I’m 40, just turned February 4th 2025. I didn’t think I’d ever be this old, I don’t really know why.
I like to crochet but I’m not very confident about it. I undo most things I make many times before I finally settle.
My favorite shows of all time are, (in no order) Dr. Who, The Golden Girls, Bones, Ghost Whisperer and Call the Midwife.
I’m trying to punctuate and make sentences properly as if I’m being graded or something because my self-esteem is shit. Hopefully I’ll stop caring so much but still be understood.
I have Crohn’s disease. My whole colon was removed about fifteen years ago, I don’t remember the year. It’s all a blur because it happened so fast. I guess I’ll probably talk about that more later at some point. I had a stoma for about six months, no I have a j-pouch. Basically I poop out of my butt again instead of into a bag. I’m so grateful for that.
I don’t have any friends that aren’t family.

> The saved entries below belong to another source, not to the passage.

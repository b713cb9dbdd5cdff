//! Sobel edge operator.

use ndarray::{Array2, ArrayView2};

const KERNEL_X: [[f64; 3]; 3] = [[-1.0, 0.0, 1.0], [-2.0, 0.0, 2.0], [-1.0, 0.0, 1.0]];
const KERNEL_Y: [[f64; 3]; 3] = [[-1.0, -2.0, -1.0], [0.0, 0.0, 0.0], [1.0, 2.0, 1.0]];

/// Gradient magnitude and direction of an image.
///
/// Borders replicate the nearest edge pixel, so a constant image has zero
/// gradient everywhere including the frame.
///
/// # Returns
/// `(magnitude, direction)` where direction is `atan2(gy, gx)` in radians
pub fn sobel_edges(image: ArrayView2<f64>) -> (Array2<f64>, Array2<f64>) {
    let (rows, cols) = image.dim();
    let mut magnitude = Array2::<f64>::zeros((rows, cols));
    let mut direction = Array2::<f64>::zeros((rows, cols));
    if rows == 0 || cols == 0 {
        return (magnitude, direction);
    }

    let clamp = |i: isize, n: usize| i.clamp(0, n as isize - 1) as usize;

    for r in 0..rows {
        for c in 0..cols {
            let mut gx = 0.0;
            let mut gy = 0.0;
            for (kr, (row_x, row_y)) in KERNEL_X.iter().zip(KERNEL_Y.iter()).enumerate() {
                let rr = clamp(r as isize + kr as isize - 1, rows);
                for kc in 0..3 {
                    let cc = clamp(c as isize + kc as isize - 1, cols);
                    let v = image[[rr, cc]];
                    gx += row_x[kc] * v;
                    gy += row_y[kc] * v;
                }
            }
            magnitude[[r, c]] = gx.hypot(gy);
            direction[[r, c]] = gy.atan2(gx);
        }
    }

    (magnitude, direction)
}
//! Disk localization and lattice basis fitting.
//!
//! Each disk is refined with a Gaussian fit around its starting position.
//! Disk positions are then expressed relative to the (0, 0) disk with the
//! y axis flipped to point up, and the reciprocal basis `L` is the
//! least-squares solution of `indices · L = locations`. The rows of `L`
//! are the two lattice vectors.

use nalgebra::Matrix2;
use ndarray::ArrayView2;
use stem_math::lstsq_2col;

use super::DiskFitError;
use crate::image_proc::{gaussian_peak_fit, PeakFitConfig};

/// Result of fitting a set of disks in one image
#[derive(Debug, Clone, PartialEq)]
pub struct DiskFit {
    /// Fitted disk centres `(x, y)` in image coordinates, in input order
    pub fitted_disks: Vec<(f64, f64)>,
    /// Fitted position of the (0, 0) disk, image coordinates
    pub center: (f64, f64),
    /// Rows are the lattice vectors g1 and g2, Cartesian with y up
    pub lattice_basis: Matrix2<f64>,
}

/// Position of the unique `(0, 0)` entry in `diff_spots`.
pub fn central_disk_index(diff_spots: &[(f64, f64)]) -> Result<usize, DiskFitError> {
    let central: Vec<usize> = diff_spots
        .iter()
        .enumerate()
        .filter(|(_, &(h, k))| h == 0.0 && k == 0.0)
        .map(|(i, _)| i)
        .collect();
    match central.as_slice() {
        [] => Err(DiskFitError::MissingCentralDisk),
        [index] => Ok(*index),
        many => Err(DiskFitError::AmbiguousCentralDisk(many.len())),
    }
}

/// Locate the disks of one pattern and fit its lattice basis.
///
/// # Arguments
/// * `image` - Pattern or correlation surface holding the disks
/// * `disk_size` - Fit window radius in pixels
/// * `positions` - Starting guesses `(x, y)`, one per disk
/// * `diff_spots` - Lattice indices `(h, k)` of each disk; exactly one must
///   be `(0, 0)`
/// * `config` - Peak fit settings
///
/// # Errors
/// * `DiskFitError::LengthMismatch` - `positions` and `diff_spots` differ in length
/// * `DiskFitError::MissingCentralDisk` / `AmbiguousCentralDisk` - no unique `(0, 0)`
/// * `DiskFitError::PeakFit` - a disk window could not be fitted
/// * `DiskFitError::Basis` - the indices do not span two dimensions
pub fn fit_nbed_disks(
    image: ArrayView2<f64>,
    disk_size: f64,
    positions: &[(f64, f64)],
    diff_spots: &[(f64, f64)],
    config: &PeakFitConfig,
) -> Result<DiskFit, DiskFitError> {
    if positions.len() != diff_spots.len() {
        return Err(DiskFitError::LengthMismatch {
            positions: positions.len(),
            indices: diff_spots.len(),
        });
    }
    if !(disk_size > 0.0) || !disk_size.is_finite() {
        return Err(DiskFitError::InvalidDiskSize(disk_size));
    }
    let central = central_disk_index(diff_spots)?;

    let fitted_disks = positions
        .iter()
        .enumerate()
        .map(|(index, &(x, y))| {
            gaussian_peak_fit(image, x, y, disk_size, config)
                .map(|peak| (peak.x, peak.y))
                .map_err(|source| DiskFitError::PeakFit { index, source })
        })
        .collect::<Result<Vec<_>, _>>()?;

    let center = fitted_disks[central];
    let locations: Vec<[f64; 2]> = fitted_disks
        .iter()
        .map(|&(x, y)| [x - center.0, center.1 - y])
        .collect();
    let indices: Vec<[f64; 2]> = diff_spots.iter().map(|&(h, k)| [h, k]).collect();

    let lattice_basis = lstsq_2col(&indices, &locations)?;
    log::trace!(
        "Fitted {} disks, center ({:.3}, {:.3})",
        fitted_disks.len(),
        center.0,
        center.1
    );

    Ok(DiskFit {
        fitted_disks,
        center,
        lattice_basis,
    })
}
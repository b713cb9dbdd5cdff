//! Synthetic data for exercising the STEM analysis crates.
//!
//! Nothing here models a real microscope beyond what the tests need:
//!
//! - a nanobeam diffraction pattern is a lattice of bright disks on a flat
//!   background, with a known reciprocal basis
//! - an EELS spectrum is a power-law background with Gaussian-broadened
//!   edge steps on top
//!
//! All randomness goes through `ChaCha8Rng` seeded by the caller, so every
//! generated dataset is reproducible.
//!
//! # Coordinate conventions
//! Points are `(x, y)` = `(col, row)` in image convention (row 0 at the top).
//! Lattice vectors are Cartesian with y pointing up, matching the basis
//! returned by the disk locator: the rows of [`SyntheticLattice::basis`] are
//! the two reciprocal lattice vectors.

use nalgebra::Matrix2;
use ndarray::{Array1, Array2, Array3, ArrayView1, Axis};
use rand::{Rng, SeedableRng};
use rand_chacha::ChaCha8Rng;

/// Intensity profile of a single diffraction disk
#[derive(Debug, Clone, Copy, PartialEq)]
pub enum DiskProfile {
    /// Isotropic Gaussian spot
    Gaussian { sigma: f64 },
    /// Flat disk with a logistic rim of width `edge_width`
    TopHat { radius: f64, edge_width: f64 },
}

impl DiskProfile {
    fn value(&self, distance: f64) -> f64 {
        match *self {
            DiskProfile::Gaussian { sigma } => (-(distance * distance) / (2.0 * sigma * sigma)).exp(),
            DiskProfile::TopHat { radius, edge_width } => {
                1.0 / (1.0 + ((distance - radius) / edge_width).exp())
            }
        }
    }
}

/// Diffraction pattern generator with a known disk lattice
#[derive(Debug, Clone, PartialEq)]
pub struct SyntheticLattice {
    /// Pattern shape `(rows, cols)`
    pub shape: (usize, usize),
    /// Position of the (0, 0) disk, `(x, y)`
    pub center: (f64, f64),
    /// Rows are the lattice vectors g1 and g2, Cartesian with y up
    pub basis: Matrix2<f64>,
    /// Miller-style indices `(h, k)` of the disks to draw
    pub indices: Vec<(f64, f64)>,
    pub profile: DiskProfile,
    pub amplitude: f64,
    pub background: f64,
}

impl SyntheticLattice {
    /// Square lattice with the central disk at `(cols / 2, rows / 2)` and
    /// every disk up to `order` steps away along each axis.
    pub fn square(shape: (usize, usize), spacing: f64, order: i32, profile: DiskProfile) -> Self {
        Self {
            shape,
            center: ((shape.1 / 2) as f64, (shape.0 / 2) as f64),
            basis: Matrix2::new(spacing, 0.0, 0.0, spacing),
            indices: square_indices(order),
            profile,
            amplitude: 1000.0,
            background: 10.0,
        }
    }

    /// Same lattice with every lattice vector multiplied on the right by
    /// `deformation`
    pub fn deformed(&self, deformation: &Matrix2<f64>) -> Self {
        Self {
            basis: self.basis * deformation,
            ..self.clone()
        }
    }

    /// Disk centres in image coordinates, in `indices` order
    pub fn disk_positions(&self) -> Vec<(f64, f64)> {
        let (cx, cy) = self.center;
        self.indices
            .iter()
            .map(|&(h, k)| {
                let gx = h * self.basis[(0, 0)] + k * self.basis[(1, 0)];
                let gy = h * self.basis[(0, 1)] + k * self.basis[(1, 1)];
                (cx + gx, cy - gy)
            })
            .collect()
    }

    /// Render the pattern
    pub fn pattern(&self) -> Array2<f64> {
        let positions = self.disk_positions();
        Array2::from_shape_fn(self.shape, |(r, c)| {
            let disks: f64 = positions
                .iter()
                .map(|&(x, y)| {
                    let dx = c as f64 - x;
                    let dy = r as f64 - y;
                    self.profile.value((dx * dx + dy * dy).sqrt())
                })
                .sum();
            self.background + self.amplitude * disks
        })
    }
}

/// Indices `(h, k)` with `|h|, |k| <= order`, row-major from `(-order, -order)`
pub fn square_indices(order: i32) -> Vec<(f64, f64)> {
    let mut indices = Vec::new();
    for k in -order..=order {
        for h in -order..=order {
            indices.push((h as f64, k as f64));
        }
    }
    indices
}

/// Binary disk of `radius` centred on `(cols / 2, rows / 2)`, the template
/// position the correlation routines expect.
pub fn disk_template(shape: (usize, usize), radius: f64) -> Array2<f64> {
    let cx = (shape.1 / 2) as f64;
    let cy = (shape.0 / 2) as f64;
    Array2::from_shape_fn(shape, |(r, c)| {
        let dx = c as f64 - cx;
        let dy = r as f64 - cy;
        if (dx * dx + dy * dy).sqrt() <= radius {
            1.0
        } else {
            0.0
        }
    })
}

/// Add uniform noise in `[-amplitude, amplitude)` to every pixel
pub fn add_uniform_noise(image: &mut Array2<f64>, amplitude: f64, seed: u64) {
    let mut rng = ChaCha8Rng::seed_from_u64(seed);
    image.mapv_inplace(|v| v + rng.random_range(-amplitude..amplitude));
}

/// Stack patterns into an ROI array of shape `(rows, cols, n)`
pub fn stack_patterns(patterns: &[Array2<f64>]) -> Array3<f64> {
    let shape = patterns.first().map(|p| p.dim()).unwrap_or((0, 0));
    let mut stack = Array3::zeros((shape.0, shape.1, patterns.len()));
    for (n, pattern) in patterns.iter().enumerate() {
        stack.index_axis_mut(Axis(2), n).assign(pattern);
    }
    stack
}

/// An ionization edge: a smoothed step of `height` at `onset` eV
#[derive(Debug, Clone, Copy, PartialEq)]
pub struct SyntheticEdge {
    pub onset: f64,
    pub width: f64,
    pub height: f64,
}

/// Power-law background `constant · E^power` plus the given edges.
///
/// Each edge is an error-function-like step built from a logistic curve
/// that decays back towards zero over 20 widths, so the integrated edge
/// intensity is finite within a typical window.
pub fn powerlaw_spectrum(
    energies: ArrayView1<f64>,
    constant: f64,
    power: f64,
    edges: &[SyntheticEdge],
) -> Array1<f64> {
    energies.mapv(|e| {
        let background = constant * e.powf(power);
        let signal: f64 = edges
            .iter()
            .map(|edge| {
                let rel = e - edge.onset;
                let step = 1.0 / (1.0 + (-rel / edge.width).exp());
                let decay = if rel > 0.0 {
                    (-rel / (20.0 * edge.width)).exp()
                } else {
                    1.0
                };
                edge.height * step * decay
            })
            .sum();
        background + signal
    })
}

#[cfg(test)]
mod tests {
    use super::*;

    #[test]
    fn test_square_lattice_positions() {
        let lattice = SyntheticLattice::square(
            (64, 64),
            16.0,
            1,
            DiskProfile::Gaussian { sigma: 2.0 },
        );
        let positions = lattice.disk_positions();
        assert_eq!(positions.len(), 9);
        // (h, k) = (1, 1) sits right of and above the centre
        assert_eq!(positions[8], (48.0, 16.0));
        assert_eq!(positions[4], (32.0, 32.0));
    }

    #[test]
    fn test_pattern_peaks_on_disks() {
        let lattice = SyntheticLattice::square(
            (48, 48),
            12.0,
            1,
            DiskProfile::TopHat {
                radius: 3.0,
                edge_width: 0.5,
            },
        );
        let pattern = lattice.pattern();
        assert!(pattern[[24, 24]] > 500.0);
        assert!(pattern[[24, 30]] < 50.0);
    }

    #[test]
    fn test_noise_is_reproducible() {
        let mut a = Array2::zeros((8, 8));
        let mut b = Array2::zeros((8, 8));
        add_uniform_noise(&mut a, 1.0, 7);
        add_uniform_noise(&mut b, 1.0, 7);
        assert_eq!(a, b);
        assert!(a.iter().all(|v| v.abs() <= 1.0));
    }
}
//! Intensity transforms applied to patterns before registration.

use ndarray::{Array2, ArrayView2};
use stem_math::{median, StatsScan};

use super::ImageProcError;

/// Dynamic range mapped onto the log scale (16-bit detector counts)
pub const LOG_DYNAMIC_RANGE: f64 = 65536.0;

/// Rescale an image linearly onto `[0, 1]`.
///
/// A flat image maps to all zeros. Intended for display; the numeric
/// pipeline never depends on it.
pub fn normalize_for_display(image: ArrayView2<f64>) -> Result<Array2<f64>, ImageProcError> {
    let scan = StatsScan::from_iter_values(image.iter().copied());
    let (min, max) = scan.min_max()?;
    let range = max - min;
    if range <= 0.0 {
        return Ok(Array2::zeros(image.dim()));
    }
    Ok(image.mapv(|v| (v - min) / range))
}

/// Logarithmic intensity scaling onto `[0, 1]`.
///
/// The image is first rescaled to `[0, 1]`, which floors every value at the
/// image minimum, so zero and negative counts are safe. It is then mapped
/// through `ln(1 + x·(R − 1)) / ln(R)` with `R = LOG_DYNAMIC_RANGE`, which
/// compresses the direct beam and lifts weak higher-order disks.
pub fn log_scale(image: ArrayView2<f64>) -> Result<Array2<f64>, ImageProcError> {
    let normalized = normalize_for_display(image)?;
    let denominator = LOG_DYNAMIC_RANGE.ln();
    Ok(normalized.mapv(|v| (v.max(0.0) * (LOG_DYNAMIC_RANGE - 1.0)).ln_1p() / denominator))
}

/// Replace hot pixels by the image median.
///
/// Every value strictly greater than `med_factor × median` is set to the
/// median. Used after edge detection, where isolated detector hot pixels
/// produce edge responses far above the disk rims.
pub fn clamp_outliers(
    image: ArrayView2<f64>,
    med_factor: f64,
) -> Result<Array2<f64>, ImageProcError> {
    let med = median(image.iter().copied())?;
    let limit = med_factor * med;
    Ok(image.mapv(|v| if v > limit { med } else { v }))
}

I guess the closest person I have is my little sister but she lives an hour and a half away. The last time we saw each other in person it didn’t go so well. Another story for yet another day.

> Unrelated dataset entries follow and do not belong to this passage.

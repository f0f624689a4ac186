//! Category Model

use chrono::{DateTime, Utc};
use serde::{Deserialize, Serialize};

/// Product category entity
#[derive(Debug, Clone, Serialize, Deserialize)]
pub struct Category {
    pub id: i64,
    pub name: String,
    pub description: Option<String>,
    #[serde(default)]
    pub sort_order: i32,
    #[serde(default = "default_true")]
    pub is_active: bool,
    pub created_at: Option<DateTime<Utc>>,
}

fn default_true() -> bool {
    true
}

My husband and I are in a toxic marriage. We’re both shitty. He’s definitely narcissistic and sometimes misogynistic. I can’t let things go and spend so much time yelling why I’m hurt and why he should care. Trying to convince us both that I matter. I don’t feel like I matter. It’s really hard and lonely.
I drink too much and I’ve gained like 20 pounds in the last six months or so. I’m ashamed am feel gross in my body.
I’m not sure what else to say for now. I hope that putting my life and feelings out there to the world will help me feel more normal. Maybe less isolated? Or just that I’ve written it out instead of just thinking it. We shall see I guess.